◆ **Exercise instructions**: The lines to be set down run from the line containing "assert_eq!(res.status(), StatusCode::FORBIDDEN);" through the final line of the data below; print them exactly and print nothing else.

◆ **Material to process**:
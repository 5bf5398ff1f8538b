use chrono::{DateTime, Utc};
use serde::{Deserialize, Serialize};
use std::collections::BTreeMap;

use crate::ids::ContentId;
use crate::status::ContentStatus;

/// A logical item managed by the content service.
#[derive(Debug, Clone, Serialize, Deserialize)]
pub struct Content {
    pub id: ContentId,
    pub tenant_id: String,
    pub owner_id: String,
    pub owner_type: String,
    pub name: String,
    pub description: Option<String>,
    pub document_type: String,
    /// Empty for originals; "thumbnail" / "preview" / "transcode" / ... for
    /// derived content.
    pub derivation_type: String,
    pub status: ContentStatus,
    pub created_at: DateTime<Utc>,
    pub updated_at: DateTime<Utc>,
    pub deleted_at: Option<DateTime<Utc>>,
}

impl Content {
    pub fn new(
        tenant_id: impl Into<String>,
        owner_id: impl Into<String>,
        owner_type: impl Into<String>,
        name: impl Into<String>,
        document_type: impl Into<String>,
    ) -> Self {
        let now = Utc::now();
        Self {
            id: ContentId::new(),
            tenant_id: tenant_id.into(),
            owner_id: owner_id.into(),
            owner_type: owner_type.into(),
            name: name.into(),
            description: None,
            document_type: document_type.into(),
            derivation_type: String::new(),
            status: ContentStatus::Created,
            created_at: now,
            updated_at: now,
            deleted_at: None,
        }
    }

    pub fn with_description(mut self, description: impl Into<String>) -> Self {
        self.description = Some(description.into());
        self
    }

    pub fn with_derivation_type(mut self, derivation_type: impl Into<String>) -> Self {
        self.derivation_type = derivation_type.into();
        self
    }

    pub fn is_original(&self) -> bool {
        self.derivation_type.is_empty()
    }

    pub fn is_deleted(&self) -> bool {
        self.deleted_at.is_some()
    }

    /// Soft-delete: stamp `deleted_at`. This does *not* touch `status` —
    /// deletion is an orthogonal dimension from lifecycle status.
    pub fn mark_deleted(&mut self, at: DateTime<Utc>) {
        self.deleted_at = Some(at);
        self.updated_at = at;
    }

    pub fn touch(&mut self, at: DateTime<Utc>) {
        self.updated_at = at;
    }
}

/// 1:1 metadata attached to a Content.
#[derive(Debug, Clone, Serialize, Deserialize, Default)]
pub struct ContentMetadata {
    pub content_id: Option<ContentId>,
    pub mime_type: Option<String>,
    pub file_name: Option<String>,
    pub file_size: Option<u64>,
    pub tags: Vec<String>,
    pub title: Option<String>,
    pub description: Option<String>,
    pub created_by: Option<String>,
    pub custom: BTreeMap<String, serde_json::Value>,
}

impl ContentMetadata {
    pub fn new(content_id: ContentId) -> Self {
        Self {
            content_id: Some(content_id),
            ..Default::default()
        }
    }

    pub fn with_mime_type(mut self, mime_type: impl Into<String>) -> Self {
        self.mime_type = Some(mime_type.into());
        self
    }

    pub fn with_file_name(mut self, file_name: impl Into<String>) -> Self {
        self.file_name = Some(file_name.into());
        self
    }

    pub fn with_file_size(mut self, file_size: u64) -> Self {
        self.file_size = Some(file_size);
        self
    }

    pub fn with_tags(mut self, tags: Vec<String>) -> Self {
        self.tags = tags;
        self
    }

    pub fn with_title(mut self, title: impl Into<String>) -> Self {
        self.title = Some(title.into());
        self
    }

    pub fn with_custom(mut self, key: impl Into<String>, value: serde_json::Value) -> Self {
        self.custom.insert(key.into(), value);
        self
    }
}

#[cfg(test)]
mod tests {
    use super::*;

    #[test]
    fn new_content_is_an_original() {
        let c = Content::new("tenant-a", "owner-1", "user", "a.txt", "text/plain");
        assert!(c.is_original());
        assert_eq!(c.status, ContentStatus::Created);
        assert!(!c.is_deleted());
    }

    #[test]
    fn soft_delete_leaves_status_untouched() {
        let mut c = Content::new("t", "o", "user", "a.txt", "text/plain");
        c.status = ContentStatus::Uploaded;
        let at = Utc::now();
        c.mark_deleted(at);
        assert_eq!(c.status, ContentStatus::Uploaded);
        assert_eq!(c.deleted_at, Some(at));
    }
}
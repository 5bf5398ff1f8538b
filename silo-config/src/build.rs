//! `BuildService`: walks a [`ServerConfig`], instantiates the
//! repository, each storage backend, the key generator, and the URL
//! strategy, then hands them to [`silo_service::ServiceBuilder`].

use std::sync::Arc;

use silo_repo::{InMemoryRepository, Repository};
use silo_service::{Service, ServiceBuilder};
use silo_sign::{PresignedSigner, SignerConfig};
use silo_store::{
    BlobStore, FilesystemBlobStore, GitLikeKeyGenerator, HighPerformanceKeyGenerator,
    LegacyKeyGenerator, MemoryBlobStore, ObjectKeyGenerator, S3CompatibleStore, TenantAwareKeyGenerator,
};
use silo_urls::{CdnUrlStrategy, ContentBasedUrlStrategy, StorageDelegatedUrlStrategy, UrlStrategy};

use crate::config::{DatabaseBackend, KeyGeneratorKind, StorageBackendKind, UrlStrategyKind};
use crate::error::{ConfigError, ConfigResult};
use crate::ServerConfig;

fn build_repository(config: &ServerConfig) -> ConfigResult<Arc<dyn Repository>> {
    if let Some(repository) = &config.repository_override {
        return Ok(Arc::clone(repository));
    }

    match &config.database {
        DatabaseBackend::Memory => Ok(Arc::new(InMemoryRepository::new())),
        DatabaseBackend::Postgres(_) => Err(ConfigError::PostgresRepositoryNotSupplied),
    }
}

async fn build_backend(name: &str, kind: &StorageBackendKind, config: &ServerConfig) -> ConfigResult<Arc<dyn BlobStore>> {
    match kind {
        StorageBackendKind::Memory => Ok(Arc::new(MemoryBlobStore::new(name)) as Arc<dyn BlobStore>),
        StorageBackendKind::File { base_dir } => {
            let mut store = FilesystemBlobStore::new(name, base_dir.clone());
            if let Some(secret) = &config.signer_secret {
                let signer_config = SignerConfig {
                    secret: secret.clone(),
                    default_expires_in: config.signer_default_expires_in,
                    url_pattern: "/download/{key}".to_string(),
                };
                store = store.with_signer(PresignedSigner::with_config(signer_config));
            }
            Ok(Arc::new(store) as Arc<dyn BlobStore>)
        }
        StorageBackendKind::S3(s3_config) => {
            let store = S3CompatibleStore::new(name, s3_config.clone());
            // "CreateBucketIfNotExist lazily creates the bucket at service
            // startup".
            store.create_bucket_if_not_exist().await?;
            Ok(Arc::new(store) as Arc<dyn BlobStore>)
        }
    }
}

fn build_key_generator(kind: KeyGeneratorKind) -> Arc<dyn ObjectKeyGenerator> {
    match kind {
        KeyGeneratorKind::GitLike => Arc::new(GitLikeKeyGenerator),
        KeyGeneratorKind::TenantAware => Arc::new(TenantAwareKeyGenerator),
        KeyGeneratorKind::HighPerformance => Arc::new(HighPerformanceKeyGenerator),
        KeyGeneratorKind::Legacy => Arc::new(LegacyKeyGenerator),
    }
}

fn build_url_strategy(kind: &UrlStrategyKind) -> Arc<dyn UrlStrategy> {
    match kind {
        UrlStrategyKind::StorageDelegated => Arc::new(StorageDelegatedUrlStrategy),
        UrlStrategyKind::ContentBased { base_url } => Arc::new(ContentBasedUrlStrategy::new(base_url.clone())),
        UrlStrategyKind::Cdn { cdn_base_url, upload_base_url } => {
            let mut strategy = CdnUrlStrategy::new(cdn_base_url.clone());
            if let Some(upload_base_url) = upload_base_url {
                strategy = strategy.with_upload_base_url(upload_base_url.clone());
            }
            Arc::new(strategy)
        }
    }
}

/// Builds a fully wired [`Service`] from the given options. An
/// `async fn` rather than a plain constructor because S3 backends may need
/// to lazily create their bucket before the service is usable.
pub async fn build_service(options: Vec<crate::ConfigOption>) -> ConfigResult<Service> {
    let config = ServerConfig::build(options)?;
    build_service_from_config(&config).await
}

pub async fn build_service_from_config(config: &ServerConfig) -> ConfigResult<Service> {
    let repository = build_repository(config)?;

    let mut builder = ServiceBuilder::new()
        .with_repository(repository)
        .with_key_generator(build_key_generator(config.key_generator))
        .with_url_strategy(build_url_strategy(&config.url_strategy));

    for (name, kind) in &config.backends {
        let backend = build_backend(name, kind, config).await?;
        builder = builder.with_backend(name.clone(), backend);
    }
    if let Some(default_backend) = &config.default_backend {
        builder = builder.with_default_backend(default_backend.clone());
    }

    builder.build().map_err(ConfigError::from)
}

#[cfg(test)]
mod tests {
    use super::*;
    use crate::config::{with_database_url, with_port, with_storage_url};

    #[tokio::test]
    async fn builds_a_working_service_from_defaults() {
        let service = build_service(vec![]).await.unwrap();
        let content = service
            .create_content(silo_service::CreateContentRequest {
                tenant_id: "t".into(),
                owner_id: "o".into(),
                owner_type: "user".into(),
                name: "a.txt".into(),
                document_type: "text/plain".into(),
                description: None,
            })
            .await
            .unwrap();
        assert_eq!(content.tenant_id, "t");
    }

    #[tokio::test]
    async fn builds_a_filesystem_backed_service() {
        let dir = tempfile::tempdir().unwrap();
        let storage_url = format!("file://{}", dir.path().display());
        let service = build_service(vec![with_storage_url(storage_url), with_port(9000)])
            .await
            .unwrap();
        let _ = service;
    }

    #[tokio::test]
    async fn postgres_database_url_without_override_fails() {
        let err = build_service(vec![with_database_url("postgres://localhost/db")])
            .await
            .unwrap_err();
        assert!(matches!(err, ConfigError::PostgresRepositoryNotSupplied));
    }
}
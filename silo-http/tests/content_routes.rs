use std::time::Duration;

use axum::body::Body;
use axum::http::{Request, StatusCode};
use http_body_util::BodyExt;
use serde_json::{json, Value};
use silo_config::{build_service, with_signer_secret, with_storage_url};
use silo_http::{build_router, AppState};
use tower::ServiceExt;

async fn json_body(res: axum::response::Response) -> Value {
    let bytes = res.into_body().collect().await.unwrap().to_bytes();
    serde_json::from_slice(&bytes).unwrap()
}

async fn test_router() -> (axum::Router, tempfile::TempDir) {
    let dir = tempfile::tempdir().unwrap();
    let storage_url = format!("file://{}", dir.path().display());
    let service = build_service(vec![
        with_storage_url(storage_url),
        with_signer_secret(b"test-secret-thats-long-enough".to_vec()),
    ])
    .await
    .unwrap();
    (build_router(AppState::new(service)), dir)
}

#[tokio::test]
async fn create_then_get_content_round_trips() {
    let (router, _dir) = test_router().await;

    let res = router
        .clone()
        .oneshot(
            Request::builder()
                .method("POST")
                .uri("/contents")
                .header("content-type", "application/json")
                .body(Body::from(
                    json!({
                        "tenant_id": "tenant-a",
                        "owner_id": "owner-1",
                        "owner_type": "user",
                        "name": "a.txt",
                        "document_type": "text/plain"
                    })
                    .to_string(),
                ))
                .unwrap(),
        )
        .await
        .unwrap();

    assert_eq!(res.status(), StatusCode::OK);
    assert!(res.headers().get("x-request-id").is_some());
    let created = json_body(res).await;
    let id = created["id"].as_str().unwrap().to_string();

    let res = router
        .clone()
        .oneshot(Request::builder().uri(format!("/contents/{id}")).body(Body::empty()).unwrap())
        .await
        .unwrap();
    assert_eq!(res.status(), StatusCode::OK);
    let details = json_body(res).await;
    assert_eq!(details["content"]["id"], id);
    assert_eq!(details["content"]["tenant_id"], "tenant-a");
}

#[tokio::test]
async fn get_content_unknown_id_is_404() {
    let (router, _dir) = test_router().await;
    let unknown = uuid::Uuid::new_v4();

    let res = router
        .oneshot(Request::builder().uri(format!("/contents/{unknown}")).body(Body::empty()).unwrap())
        .await
        .unwrap();
    assert_eq!(res.status(), StatusCode::NOT_FOUND);
    let body = json_body(res).await;
    assert_eq!(body["error"]["code"], "ContentNotFound");
}

#[tokio::test]
async fn malformed_content_id_is_400() {
    let (router, _dir) = test_router().await;

    let res = router
        .oneshot(Request::builder().uri("/contents/not-a-uuid").body(Body::empty()).unwrap())
        .await
        .unwrap();
    assert_eq!(res.status(), StatusCode::BAD_REQUEST);
}

#[tokio::test]
async fn bulk_lookup_rejects_more_than_fifty_ids() {
    let (router, _dir) = test_router().await;
    let query: String = (0..51).map(|_| format!("id={}", uuid::Uuid::new_v4())).collect::<Vec<_>>().join("&");

    let res = router
        .oneshot(Request::builder().uri(format!("/contents/bulk?{query}")).body(Body::empty()).unwrap())
        .await
        .unwrap();
    assert_eq!(res.status(), StatusCode::BAD_REQUEST);
}

#[tokio::test]
async fn create_object_mints_an_upload_url_and_presigned_round_trip_works() {
    let (router, _dir) = test_router().await;

    let res = router
        .clone()
        .oneshot(
            Request::builder()
                .method("POST")
                .uri("/contents")
                .header("content-type", "application/json")
                .body(Body::from(
                    json!({
                        "tenant_id": "t",
                        "owner_id": "o",
                        "owner_type": "user",
                        "name": "a.bin",
                        "document_type": "application/octet-stream"
                    })
                    .to_string(),
                ))
                .unwrap(),
        )
        .await
        .unwrap();
    let content = json_body(res).await;
    let content_id = content["id"].as_str().unwrap();

    let res = router
        .clone()
        .oneshot(
            Request::builder()
                .method("POST")
                .uri(format!("/contents/{content_id}/objects"))
                .header("content-type", "application/json")
                .body(Body::from(json!({ "file_name": "a.bin" }).to_string()))
                .unwrap(),
        )
        .await
        .unwrap();
    assert_eq!(res.status(), StatusCode::OK);
    let body = json_body(res).await;
    let upload_url = body["upload_url"].as_str().unwrap().to_string();
    assert!(upload_url.starts_with("/upload/"));

    let res = router
        .clone()
        .oneshot(
            Request::builder()
                .method("PUT")
                .uri(&upload_url)
                .body(Body::from("hello world"))
                .unwrap(),
        )
        .await
        .unwrap();
    assert_eq!(res.status(), StatusCode::OK);

    let download_url = upload_url.replacen("/upload/", "/download/", 1);
    let res = router
        .oneshot(Request::builder().uri(&download_url).body(Body::empty()).unwrap())
        .await
        .unwrap();
    // The download path is signed separately from the upload path, so a
    // reused upload signature over a different path is rejected.
    assert_eq!(res.status(), StatusCode::FORBIDDEN);

    tokio::time::sleep(Duration::from_millis(1)).await;
}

◆ **Solution to this exercise**:
    assert_eq!(res.status(), StatusCode::FORBIDDEN);

    tokio::time::sleep(Duration::from_millis(1)).await;
}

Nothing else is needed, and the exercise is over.